* WHAT TO WORK ON: Please transcribe, word for word, the line containing "let score_at_node = 29_000 - 1;" and every line after it through the end of the records below, and nothing else.

* LISTED ENTRIES:
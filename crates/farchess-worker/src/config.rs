//! Worker configuration, read once from the environment at startup.
//!
//! There is no persistent host-side config surface to round-trip (the
//! worker protocol carries positions, not settings), so configuration is
//! a handful of environment variables rather than a config file.

use std::time::Duration;

const DEFAULT_TT_MB: usize = 16;
const DEFAULT_MOVE_TIME_MS: u64 = 5_000;

/// Parsed worker startup configuration.
#[derive(Debug, Clone, Copy)]
pub struct WorkerConfig {
    pub tt_mb: usize,
    pub move_time: Duration,
}

impl WorkerConfig {
    /// Read `FARCHESS_TT_MB` (default 16) and `FARCHESS_MOVE_TIME_MS`
    /// (default 5000). `RUST_LOG` is not read here — it's left entirely to
    /// `tracing_subscriber::EnvFilter` at the binary's entry point.
    pub fn from_env() -> WorkerConfig {
        let tt_mb = std::env::var("FARCHESS_TT_MB")
            .ok()
            .and_then(|v| v.parse().ok())
            .filter(|&mb: &usize| mb > 0)
            .unwrap_or(DEFAULT_TT_MB);
        let move_time_ms = std::env::var("FARCHESS_MOVE_TIME_MS")
            .ok()
            .and_then(|v| v.parse().ok())
            .filter(|&ms: &u64| ms > 0)
            .unwrap_or(DEFAULT_MOVE_TIME_MS);
        WorkerConfig { tt_mb, move_time: Duration::from_millis(move_time_ms) }
    }
}

impl Default for WorkerConfig {
    fn default() -> WorkerConfig {
        WorkerConfig { tt_mb: DEFAULT_TT_MB, move_time: Duration::from_millis(DEFAULT_MOVE_TIME_MS) }
    }
}

#[cfg(test)]
mod tests {
    use super::*;

    #[test]
    fn defaults_match_documented_values() {
        let config = WorkerConfig::default();
        assert_eq!(config.tt_mb, 16);
        assert_eq!(config.move_time, Duration::from_millis(5_000));
    }
}
//! Line-delimited JSON worker loop: read a position, search it, reply with
//! a move. No `stop`/`ponderhit`/background search thread — the wire
//! protocol only ever asks for one position at a time and never interrupts
//! an in-flight search — the per-move time budget in [`WorkerConfig`] is
//! the only thing that ever stops a search early.

use std::io::{BufRead, Write};
use std::sync::atomic::AtomicBool;
use std::sync::Arc;

use tracing::{debug, info, warn};

use farchess_core::Board;
use farchess_engine::time::control_for_move_time;
use farchess_engine::Searcher;

use crate::config::WorkerConfig;
use crate::error::WorkerError;
use crate::position::decode_lf;
use crate::wire::{InMessage, MoveDraftWire};

/// Owns the search state a worker process keeps across messages: the
/// transposition table persists across positions within one process
/// (heuristic tables are cleared per search, but a warm TT carries value
/// across a sequence of searches the same process runs).
pub struct Worker {
    searcher: Searcher,
    config: WorkerConfig,
}

impl Worker {
    pub fn new(config: WorkerConfig) -> Worker {
        let mut searcher = Searcher::new();
        searcher.resize_tt(config.tt_mb);
        Worker { searcher, config }
    }

    /// Run the worker loop: emit the startup `"readyok"`, then read one
    /// `{ lf: ... }` message per line from `input`, writing a `MoveDraft`
    /// reply to `output` for each. Recoverable errors are logged and the
    /// offending line is skipped; the loop itself never returns early on
    /// them.
    pub fn run<R: BufRead, W: Write>(&mut self, mut input: R, mut output: W) -> Result<(), WorkerError> {
        writeln!(output, "{}", serde_json::to_string("readyok")?)?;
        output.flush()?;
        info!("worker ready");

        let mut line = String::new();
        loop {
            line.clear();
            let bytes_read = input.read_line(&mut line)?;
            if bytes_read == 0 {
                break;
            }
            let trimmed = line.trim();
            if trimmed.is_empty() {
                continue;
            }

            match self.handle_line(trimmed) {
                Ok(wire) => {
                    writeln!(output, "{}", serde_json::to_string(&wire)?)?;
                    output.flush()?;
                }
                Err(err) => warn!(error = %err, line = %trimmed, "dropping malformed or unplayable worker message"),
            }
        }

        info!("worker shutting down");
        Ok(())
    }

    fn handle_line(&mut self, line: &str) -> Result<MoveDraftWire, WorkerError> {
        let message: InMessage = serde_json::from_str(line)?;
        let mut board = decode_lf(&message.lf)?;
        debug!(turn = ?board.turn(), "searching position");

        let stopped = Arc::new(AtomicBool::new(false));
        let control = control_for_move_time(self.config.move_time, stopped);

        let result = self.searcher.search(&mut board, 64, &control, |depth, score, nodes, _pv| {
            debug!(depth, score, nodes, "completed iteration");
        });

        let best_move = result.best_move.ok_or(WorkerError::NoLegalMove)?;
        let draft = farchess_core::MoveDraft { start: best_move.start, end: best_move.end, promotion: best_move.promotion };
        Ok(draft.into())
    }
}

#[cfg(test)]
mod tests {
    use super::*;
    use crate::position::encode_lf;

    fn worker() -> Worker {
        Worker::new(WorkerConfig { tt_mb: 1, move_time: std::time::Duration::from_millis(200) })
    }

    #[test]
    fn run_emits_readyok_then_a_move_for_startpos() {
        let mut worker = worker();
        let payload = encode_lf(&Board::starting_position());
        let message = serde_json::json!({ "lf": payload }).to_string();
        let input = format!("{message}\n");
        let mut output = Vec::new();

        worker.run(input.as_bytes(), &mut output).unwrap();

        let text = String::from_utf8(output).unwrap();
        let mut lines = text.lines();
        assert_eq!(lines.next().unwrap(), "\"readyok\"");
        let reply: MoveDraftWire = serde_json::from_str(lines.next().unwrap()).unwrap();
        assert!(reply.to_draft().is_some());
    }

    #[test]
    fn malformed_line_is_skipped_not_fatal() {
        let mut worker = worker();
        let good = encode_lf(&Board::starting_position());
        let good_message = serde_json::json!({ "lf": good }).to_string();
        let input = format!("not json at all\n{good_message}\n");
        let mut output = Vec::new();

        worker.run(input.as_bytes(), &mut output).unwrap();

        let text = String::from_utf8(output).unwrap();
        // readyok plus exactly one move reply — the bad line produced no reply.
        assert_eq!(text.lines().count(), 2);
    }

    #[test]
    fn empty_input_only_emits_readyok() {
        let mut worker = worker();
        let mut output = Vec::new();
        worker.run(&b""[..], &mut output).unwrap();
        let text = String::from_utf8(output).unwrap();
        assert_eq!(text.lines().collect::<Vec<_>>(), vec!["\"readyok\""]);
    }
}
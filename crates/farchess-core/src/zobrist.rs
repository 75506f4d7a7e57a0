//! Position hashing.
//!
//! A fixed 64-square, 12-piece-kind board could precompute a
//! `[[u64; 64]; 12]` piece-square table at compile time. Coordinates here
//! are unbounded, so there is no finite table to precompute; instead each
//! key is derived on demand by running a const-evaluable `xorshift`-style
//! mixing round, keyed by the packed piece type and the coordinate
//! components — the same "deterministic mixing from a fixed seed" idiom
//! without assuming a bounded index space.

use crate::coord::Coord;
use crate::piece_type::PieceType;
use crate::player::Player;

const SEED: u64 = 0x5a4f_4252_4953_5421; // "ZOBRIST!"

/// splitmix64 — one mixing round. `const fn` so the per-call cost is just
/// a handful of multiplies per key.
#[inline]
const fn splitmix64(z: u64) -> u64 {
    let z = z.wrapping_add(0x9E37_79B9_7F4A_7C15);
    let z = (z ^ (z >> 30)).wrapping_mul(0xBF58_476D_1CE4_E5B9);
    let z = (z ^ (z >> 27)).wrapping_mul(0x94D0_49BB_1331_11EB);
    z ^ (z >> 31)
}

/// Zobrist key for a `(piece_type, coords)` pair.
#[inline]
pub fn piece_square_key(piece_type: PieceType, coords: Coord) -> u64 {
    let mut h = splitmix64(SEED ^ piece_type.raw_bits() as u64);
    h = splitmix64(h ^ (coords.x as u64).rotate_left(17));
    h = splitmix64(h ^ (coords.y as u64).rotate_right(13));
    h
}

/// Zobrist key XORed in when it is the given player's turn to move.
#[inline]
pub fn side_to_move_key(player: Player) -> u64 {
    splitmix64(SEED ^ 0xABCD ^ player.index() as u64)
}

/// Zobrist key for a coordinate retaining its special right (castle /
/// double-push eligibility).
#[inline]
pub fn special_right_key(coords: Coord) -> u64 {
    splitmix64(SEED ^ 0x5152 ^ (coords.x as u64) ^ (coords.y as u64).rotate_left(7))
}

/// Zobrist key for the current en-passant target square.
#[inline]
pub fn en_passant_key(square: Coord) -> u64 {
    splitmix64(SEED ^ 0x4550 ^ (square.x as u64) ^ (square.y as u64).rotate_left(11))
}
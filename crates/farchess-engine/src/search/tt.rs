//! Transposition table: a fixed-size slot array keyed by Zobrist hash.
//!
//! A lockless-atomic table (two `AtomicU64` words per entry, XOR torn-write
//! detection) earns its keep when a pool of search threads shares one
//! table. Search here is single-threaded and cooperative — one thread ever
//! mutates the board, no shared-table concurrency — so this drops the
//! atomics entirely in favor of a plain `Vec<Option<Slot>>`, keeping the
//! same replacement policy and mate-distance score adjustment.

use farchess_core::Move;

const MATE_THRESHOLD: i32 = 28_000;

#[derive(Debug, Clone, Copy, PartialEq, Eq)]
pub enum Bound {
    Exact,
    LowerBound,
    UpperBound,
}

/// Adjust a mate score found `ply` plies from the root to one measured from
/// the node currently being stored, so the same mate stays comparable no
/// matter how deep in the tree it's re-probed from.
pub fn score_to_tt(score: i32, ply: u8) -> i32 {
    if score >= MATE_THRESHOLD {
        score + i32::from(ply)
    } else if score <= -MATE_THRESHOLD {
        score - i32::from(ply)
    } else {
        score
    }
}

/// Inverse of [`score_to_tt`]: adjust a stored mate score back to one
/// measured from the root, for the node currently probing it.
pub fn score_from_tt(score: i32, ply: u8) -> i32 {
    if score >= MATE_THRESHOLD {
        score - i32::from(ply)
    } else if score <= -MATE_THRESHOLD {
        score + i32::from(ply)
    } else {
        score
    }
}

#[derive(Debug, Clone)]
struct Slot {
    key: u64,
    depth: u8,
    score: i32,
    eval: i32,
    best_move: Option<Move>,
    bound: Bound,
    age: u8,
}

/// What a successful [`TranspositionTable::probe`] hands back to the caller.
pub struct TtProbeResult {
    pub depth: u8,
    pub score: i32,
    pub eval: i32,
    pub best_move: Option<Move>,
    pub bound: Bound,
}

pub struct TranspositionTable {
    slots: Vec<Option<Slot>>,
    mask: u64,
    age: u8,
}

impl TranspositionTable {
    /// Size the slot count to the nearest power of two that fits in `mb`
    /// megabytes.
    pub fn new(mb: usize) -> Self {
        let bytes = mb.max(1) * 1024 * 1024;
        let slot_size = std::mem::size_of::<Option<Slot>>().max(1);
        let count = (bytes / slot_size).max(1).next_power_of_two();
        TranspositionTable { slots: vec![None; count], mask: count as u64 - 1, age: 0 }
    }

    pub fn clear(&mut self) {
        self.slots.iter_mut().for_each(|s| *s = None);
        self.age = 0;
    }

    /// Called once per completed search so stale entries from an earlier
    /// game (or an earlier position in this one) lose replacement priority.
    pub fn new_generation(&mut self) {
        self.age = self.age.wrapping_add(1);
    }

    fn index(&self, hash: u64) -> usize {
        (hash & self.mask) as usize
    }

    pub fn probe(&self, hash: u64, ply: u8) -> Option<TtProbeResult> {
        let slot = self.slots[self.index(hash)].as_ref()?;
        if slot.key != hash {
            return None;
        }
        Some(TtProbeResult {
            depth: slot.depth,
            score: score_from_tt(slot.score, ply),
            eval: slot.eval,
            best_move: slot.best_move.clone(),
            bound: slot.bound,
        })
    }

    /// Replace the slot at `hash`'s index when it's empty, belongs to an
    /// older search generation, carries an equal-or-shallower depth, or the
    /// new entry is an exact bound (which is always worth keeping over a
    /// bound).
    pub fn store(&mut self, hash: u64, depth: u8, score: i32, eval: i32, best_move: Option<Move>, bound: Bound, ply: u8) {
        let idx = self.index(hash);
        let should_replace = match &self.slots[idx] {
            None => true,
            Some(existing) => {
                existing.key != hash
                    || existing.age != self.age
                    || depth >= existing.depth
                    || bound == Bound::Exact
            }
        };
        if !should_replace {
            return;
        }
        self.slots[idx] = Some(Slot {
            key: hash,
            depth,
            score: score_to_tt(score, ply),
            eval,
            best_move,
            bound,
            age: self.age,
        });
    }
}

#[cfg(test)]
mod tests {
    use super::*;

    #[test]
    fn store_then_probe_round_trips() {
        let mut tt = TranspositionTable::new(1);
        tt.store(42, 5, 100, 90, None, Bound::Exact, 0);
        let probed = tt.probe(42, 0).unwrap();
        assert_eq!(probed.depth, 5);
        assert_eq!(probed.score, 100);
        assert_eq!(probed.bound, Bound::Exact);
    }

    #[test]
    fn index_collision_with_different_key_is_a_miss() {
        let mut tt = TranspositionTable::new(1);
        let slot_count = tt.mask + 1;
        tt.store(0, 5, 100, 90, None, Bound::Exact, 0);
        // Same bucket (hash & mask == 0), different key: must not return the
        // slot that actually belongs to hash 0.
        assert!(tt.probe(slot_count, 0).is_none());
    }

    #[test]
    fn shallower_depth_does_not_replace_deeper() {
        let mut tt = TranspositionTable::new(1);
        tt.store(7, 10, 500, 400, None, Bound::LowerBound, 0);
        tt.store(7, 2, -500, -400, None, Bound::LowerBound, 0);
        let probed = tt.probe(7, 0).unwrap();
        assert_eq!(probed.depth, 10);
    }

    #[test]
    fn exact_bound_always_replaces() {
        let mut tt = TranspositionTable::new(1);
        tt.store(7, 10, 500, 400, None, Bound::LowerBound, 0);
        tt.store(7, 2, 1, 1, None, Bound::Exact, 0);
        let probed = tt.probe(7, 0).unwrap();
        assert_eq!(probed.depth, 2);
        assert_eq!(probed.bound, Bound::Exact);
    }

    #[test]
    fn mate_score_is_ply_adjusted_on_round_trip() {
        let mut tt = TranspositionTable::new(1);
        // A mate found 3 plies into this search, stored while 2 plies deep:
        // score_to_tt measures "from this node", score_from_tt at a
        // different ply re-measures from that probing node.
        let score_at_node = 29_000 - 1;
        tt.store(99, 4, score_at_node, score_at_node, None, Bound::Exact, 2);
        let probed = tt.probe(99, 2).unwrap();
        assert_eq!(probed.score, score_at_node);
    }

    #[test]
    fn clear_empties_all_slots() {
        let mut tt = TranspositionTable::new(1);
        tt.store(1, 1, 1, 1, None, Bound::Exact, 0);
        tt.clear();
        assert!(tt.probe(1, 0).is_none());
    }
}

* RESPONSE AREA:
        let score_at_node = 29_000 - 1;
        tt.store(99, 4, score_at_node, score_at_node, None, Bound::Exact, 2);
        let probed = tt.probe(99, 2).unwrap();
        assert_eq!(probed.score, score_at_node);
    }

    #[test]
    fn clear_empties_all_slots() {
        let mut tt = TranspositionTable::new(1);
        tt.store(1, 1, 1, 1, None, Bound::Exact, 0);
        tt.clear();
        assert!(tt.probe(1, 0).is_none());
    }
}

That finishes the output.